- Other name: Nwakaego
- Education: University of Nigeria, Nsukka (B.Ed) Imo State University (MLS) University of Nigeria Nsukka (Ph.D)
- Occupation: Librarian
- Employer: Federal Government of Nigeria
- Organization: National Library of Nigeria
- Title: Professor
- Predecessor: Lenrie Olatokunbo Aina
- Spouse: Sonny Anunobi
- Children: 4
- Website: https://www.linkedin.com/in/chinwe-anunobi-798852170

= Chinwe Veronica Anunobi =

Nigerian librarian and CEO of National Library of Nigeria

Chinwe Veronica Anunobi is a Nigerian professor of library and information sciences and the chief executive officer of the National Library of Nigeria.

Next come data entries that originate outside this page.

// src/cli.rs
use clap::Parser;

#[derive(Parser, Debug)]
#[command(author, version, about = "Password security analyzer service", long_about = None)]
pub struct Args {
    /// API server port
    #[arg(long, env = "WEB_PORT")]
    pub port: Option<u16>,

    /// Address to bind the API server to
    #[arg(long, env = "WEB_ADDRESS")]
    pub bind: Option<String>,

    /// Dictionary wordlist files (comma-separated, overrides config)
    #[arg(long, value_delimiter = ',')]
    pub dictionaries: Vec<String>,

    /// Skip the remote breach check (offline mode)
    #[arg(long)]
    pub no_breach_check: bool,
}
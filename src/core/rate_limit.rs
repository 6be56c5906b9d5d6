// src/core/rate_limit.rs
use std::collections::{HashMap, VecDeque};
use std::sync::Mutex;
use std::time::{Duration, Instant};

/// Sliding-window rate limiter keyed by client identity.
///
/// Each client owns a deque of request timestamps inside the trailing
/// window. The trim-and-append sequence for a key runs under the map lock,
/// so two concurrent requests from the same client can never both slip
/// under the limit.
#[derive(Debug)]
pub struct RateLimiter {
    max_requests: usize,
    window: Duration,
    requests: Mutex<HashMap<String, VecDeque<Instant>>>,
}

impl RateLimiter {
    pub fn new(max_requests: usize, window_seconds: u64) -> Self {
        Self {
            max_requests,
            window: Duration::from_secs(window_seconds),
            requests: Mutex::new(HashMap::new()),
        }
    }

    /// Admit or deny a request from `client_id`.
    ///
    /// Denied requests are not recorded, so hammering a closed window does
    /// not push the window further out.
    pub fn allow(&self, client_id: &str) -> bool {
        self.allow_at(client_id, Instant::now())
    }

    // Clock-explicit variant; `allow` always passes the real now.
    pub(crate) fn allow_at(&self, client_id: &str, now: Instant) -> bool {
        let mut requests = self.requests.lock().unwrap_or_else(|e| e.into_inner());
        let times = requests.entry(client_id.to_string()).or_default();

        // Drop timestamps that fell out of the window
        while let Some(&front) = times.front() {
            if now.duration_since(front) > self.window {
                times.pop_front();
            } else {
                break;
            }
        }

        if times.len() >= self.max_requests {
            return false;
        }

        times.push_back(now);
        true
    }

    /// Evict clients whose entire window has expired.
    ///
    /// `allow` already trims per-key, but never removes the key itself;
    /// without this sweep the map grows by one entry per client identity
    /// ever seen.
    pub fn sweep(&self) {
        self.sweep_at(Instant::now())
    }

    pub(crate) fn sweep_at(&self, now: Instant) {
        let mut requests = self.requests.lock().unwrap_or_else(|e| e.into_inner());
        let before = requests.len();
        requests.retain(|_, times| {
            times
                .back()
                .is_some_and(|&last| now.duration_since(last) <= self.window)
        });
        let evicted = before - requests.len();
        if evicted > 0 {
            log::debug!("Rate limiter sweep evicted {} idle clients", evicted);
        }
    }

    /// Number of client identities currently tracked.
    pub fn tracked_clients(&self) -> usize {
        self.requests
            .lock()
            .unwrap_or_else(|e| e.into_inner())
            .len()
    }

    pub fn max_requests(&self) -> usize {
        self.max_requests
    }

    pub fn window_seconds(&self) -> u64 {
        self.window.as_secs()
    }
}
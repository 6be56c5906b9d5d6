// src/core/config.rs
use std::env;
use std::path::PathBuf;
use std::time::Duration;

use log::LevelFilter;

use crate::core::breach;

// Configuration for the analyzer service
#[derive(Debug, Clone)]
pub struct Config {
    // Web interface
    pub web_address: String,
    pub web_port: u16,
    pub cors_origin: Option<String>,

    // Rate limiting
    pub rate_limit_max_requests: usize,
    pub rate_limit_window_seconds: u64,

    // Breach database
    pub breach_api_url: String,
    pub breach_timeout: Duration,

    // Dictionary
    pub dictionary_paths: Vec<PathBuf>,

    // Logging
    pub log_level: LevelFilter,
}

impl Default for Config {
    fn default() -> Self {
        Self {
            // Web interface
            web_address: "0.0.0.0".to_string(),
            web_port: 8000,
            cors_origin: Some("http://localhost:3000".to_string()),

            // Rate limiting: 30 requests per minute per client
            rate_limit_max_requests: 30,
            rate_limit_window_seconds: 60,

            // Breach database
            breach_api_url: breach::DEFAULT_API_URL.to_string(),
            breach_timeout: breach::REQUEST_TIMEOUT,

            // Dictionary
            dictionary_paths: vec![PathBuf::from("data/common_passwords.txt")],

            // Logging
            log_level: LevelFilter::Info,
        }
    }
}

impl Config {
    // Load configuration from environment variables
    pub fn load() -> Self {
        let mut config = Config::default();

        // Web interface
        if let Ok(address) = env::var("WEB_ADDRESS") {
            config.web_address = address;
        }

        if let Ok(val) = env::var("WEB_PORT") {
            if let Ok(port) = val.parse() {
                config.web_port = port;
            }
        }

        if let Ok(origin) = env::var("CORS_ORIGIN") {
            config.cors_origin = if origin == "*" || origin.is_empty() {
                None
            } else {
                Some(origin)
            };
        }

        // Rate limiting
        if let Ok(val) = env::var("RATE_LIMIT_MAX_REQUESTS") {
            if let Ok(max) = val.parse() {
                config.rate_limit_max_requests = max;
            }
        }

        if let Ok(val) = env::var("RATE_LIMIT_WINDOW_SECONDS") {
            if let Ok(window) = val.parse() {
                config.rate_limit_window_seconds = window;
            }
        }

        // Breach database
        if let Ok(url) = env::var("BREACH_API_URL") {
            config.breach_api_url = url;
        }

        if let Ok(val) = env::var("BREACH_TIMEOUT_SECONDS") {
            if let Ok(secs) = val.parse::<u64>() {
                config.breach_timeout = Duration::from_secs(secs);
            }
        }

        // Dictionary
        if let Ok(paths) = env::var("DICTIONARY_PATHS") {
            config.dictionary_paths = paths
                .split(',')
                .filter(|s| !s.trim().is_empty())
                .map(PathBuf::from)
                .collect();
        }

        // Logging
        if let Ok(level) = env::var("LOG_LEVEL") {
            match level.to_lowercase().as_str() {
                "error" => config.log_level = LevelFilter::Error,
                "warn" => config.log_level = LevelFilter::Warn,
                "info" => config.log_level = LevelFilter::Info,
                "debug" => config.log_level = LevelFilter::Debug,
                "trace" => config.log_level = LevelFilter::Trace,
                _ => {}
            }
        }

        config
    }
}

== Early life and education ==

Anunobi holds a bachelor's degree in Biology (Education) from the University of Nigeria, Nsukka, in 1992. She furthered her education with a Master of Library Science (MLS) degree in 1997 from Imo State University, Owerri, consolidating her foundation in library science. In 2006, she attained her Ph.D. in Library & Information Science from University of Nigeria, Nsukka. She is also a graduate of Galilee International Management Institute (GIMI) Israel.

== Career ==
On 2 September 2021, Anunobi was appointed as the chief executive officer of the National Library of Nigeria by the former President of Nigeria Muhammadu Buhari. Before her appointment as the CEO of the National Library of Nigeria, she served as University Librarian for the Federal University of Technology Owerri, Nigeria, where she pioneered the establishment of ICT unit, Electronic Thesis & Dissertation system, and university library automation. She also served as a digital Librarian at Nnamdi Azikiwe University Awka, Nigeria and pioneered the establishment of Digital library in the university. Chinwe Anunobi played a crucial role in the formation of aspiring LIS professionals in ICT application in libraries.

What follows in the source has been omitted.